Cities ink Silk Road economic belt agreement

Source:Xinhua Published: 2013-11-29 20:35:48

Twenty-four cities from eight countries along the Silk Road have agreed on common efforts to establish a "Silk Road economic belt."

According to the Urumqi Consensus inked at the Silk Road Economic Belt Cities Cooperation and Development Forum, which concluded on Friday, signatories will work to set up the belt, a collaborative scheme aiming for greater cooperation, development and prosperity among the countries along the longstanding trade route.

The parties agreed in the consensus to enhance exchanges between governments of involved cities, initiate cooperative talks, establish friendly relations among each other, and learn from each other on urban construction and management. They also agreed to boost trade and economic exchanges and strengthen cultural and people-to-people exchanges.

Almaty of Kazakhstan, Bishkek of Kyrgyzstan, Meshed of Iran, and the Chinese cities of Urumqi, Xi'an and Lianyungang were among those which reached the agreement at the two-day forum held in Urumqi, capital of northwest China's Xinjiang Uygur Autonomous Region.

City or regional representatives from China, Turkey, Kazakhstan, Kyrgyzstan, Iran, Georgia, Tajikistan and Turkmenistan attended the event.

Apart from the consensus, representatives also signed five letters of intent on setting up liaison organs and establishing cooperation on traffic development, trade, technology, culture, education and health.
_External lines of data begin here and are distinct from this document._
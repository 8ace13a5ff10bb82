//! Per-tenant sliding-window admission gate.
//!
//! Each tenant owns a deque of admission instants behind its own mutex; the
//! tenant map is only write-locked the first time a tenant is seen, so tenants
//! never wait on each other. State is process-local.

use std::collections::{HashMap, VecDeque};
use std::sync::Arc;
use std::time::Duration;

use jobq_common::AdmissionConfig;
use tokio::sync::{Mutex, RwLock};
use tokio::time::Instant;

/// Rate limiter configuration.
#[derive(Debug, Clone)]
pub struct RateLimitConfig {
    /// Submissions accepted per window.
    pub max_requests: usize,
    /// Sliding window length.
    pub window: Duration,
}

impl Default for RateLimitConfig {
    fn default() -> Self {
        Self {
            max_requests: 10,
            window: Duration::from_secs(60),
        }
    }
}

impl From<&AdmissionConfig> for RateLimitConfig {
    fn from(config: &AdmissionConfig) -> Self {
        Self {
            max_requests: config.rate_limit,
            window: config.rate_window(),
        }
    }
}

type TenantWindow = Arc<Mutex<VecDeque<Instant>>>;

/// Per-tenant rate limiter.
#[derive(Clone)]
pub struct RateLimiter {
    config: RateLimitConfig,
    windows: Arc<RwLock<HashMap<String, TenantWindow>>>,
}

impl RateLimiter {
    /// Create a new rate limiter with the given configuration.
    #[must_use]
    pub fn new(config: RateLimitConfig) -> Self {
        Self {
            config,
            windows: Arc::new(RwLock::new(HashMap::new())),
        }
    }

    #[must_use]
    pub const fn config(&self) -> &RateLimitConfig {
        &self.config
    }

    async fn window(&self, tenant_id: &str) -> TenantWindow {
        if let Some(window) = self.windows.read().await.get(tenant_id) {
            return window.clone();
        }
        self.windows
            .write()
            .await
            .entry(tenant_id.to_string())
            .or_default()
            .clone()
    }

    fn evict(window: &mut VecDeque<Instant>, now: Instant, length: Duration) {
        while let Some(&oldest) = window.front() {
            if now.duration_since(oldest) > length {
                window.pop_front();
            } else {
                break;
            }
        }
    }

    /// Admit one submission for `tenant_id` if the window has room.
    pub async fn allow(&self, tenant_id: &str) -> bool {
        let window = self.window(tenant_id).await;
        let mut admitted = window.lock().await;
        let now = Instant::now();

        Self::evict(&mut admitted, now, self.config.window);

        if admitted.len() >= self.config.max_requests {
            tracing::debug!(tenant_id, in_window = admitted.len(), "Rate limit reached");
            return false;
        }

        admitted.push_back(now);
        true
    }

    /// Submissions `tenant_id` may still make in the current window.
    pub async fn remaining(&self, tenant_id: &str) -> usize {
        let Some(window) = self.windows.read().await.get(tenant_id).cloned() else {
            return self.config.max_requests;
        };
        let mut admitted = window.lock().await;
        Self::evict(&mut admitted, Instant::now(), self.config.window);
        self.config.max_requests.saturating_sub(admitted.len())
    }

    /// Drop tenants whose window has emptied. Returns how many were dropped.
    pub async fn cleanup(&self) -> usize {
        let mut windows = self.windows.write().await;
        let before = windows.len();
        let now = Instant::now();
        let length = self.config.window;

        windows.retain(|_, window| {
            // A window some `allow` has already looked up is kept
            if Arc::strong_count(window) > 1 {
                return true;
            }
            let Ok(mut admitted) = window.try_lock() else {
                return true;
            };
            Self::evict(&mut admitted, now, length);
            !admitted.is_empty()
        });

        before - windows.len()
    }

    /// Get the number of tracked tenants.
    pub async fn tenant_count(&self) -> usize {
        self.windows.read().await.len()
    }
}

impl Default for RateLimiter {
    fn default() -> Self {
        Self::new(RateLimitConfig::default())
    }
}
More than 150 officials, scholars and entrepreneurs from these countries discussed topics relating to policy exchange, road connections, trade talks and currency circulation.

"Through extensive communications here, we have found many creative thoughts on cooperation, and education and culture in particular may become new aspects for regional joint work," said Sophio Megrelidze, director of the foreign affairs office of Batumi in Georgia.

Developing an economic belt along the Silk Road has clearly become the common will for all countries of the region, she added.

The ancient Silk Road was a 7,000-km-long pathway created by camel-driving merchants who carried silk and porcelain to Western Europe and spices to the Far East 2,000 years ago. The road lost its significance as the age of sailing set in.

The land defined as the new Silk Road covers 18 Asian and European countries with a total area of 50 million square km and a population of 3 billion people. It also boasts rich energy, mining, tourism, cultural and agricultural resources.

Chinese President Xi Jinping proposed the idea of the economic belt during his visit to Central Asia in September, eyeing the cultural revival of the Silk Road, which historically links China with Central Asia and Europe, as a way of developing political and economic ties. It was later hailed by other countries involved.

Du Dewen, of the Chinese consulate in Almaty, said Kazakhstan had spent billions of US dollars in designing and building a road between west China and west Europe that is expected to become operational in 2015.

The 8,000-km-long highway, from China's Khorgos, an inland port in Xinjiang, to St. Petersburg of Russia through Kazakhstan, will become a new important trunk line connecting Asia and Europe.

The Silk Road economic belt, in combination with China's opening up of its western regions, will help economic restructuring and upgrading in central and western China, and become a new pole for the economic growth of the country, said Huo Jianguo, president of the Chinese Academy of International Trade and Economic Cooperation.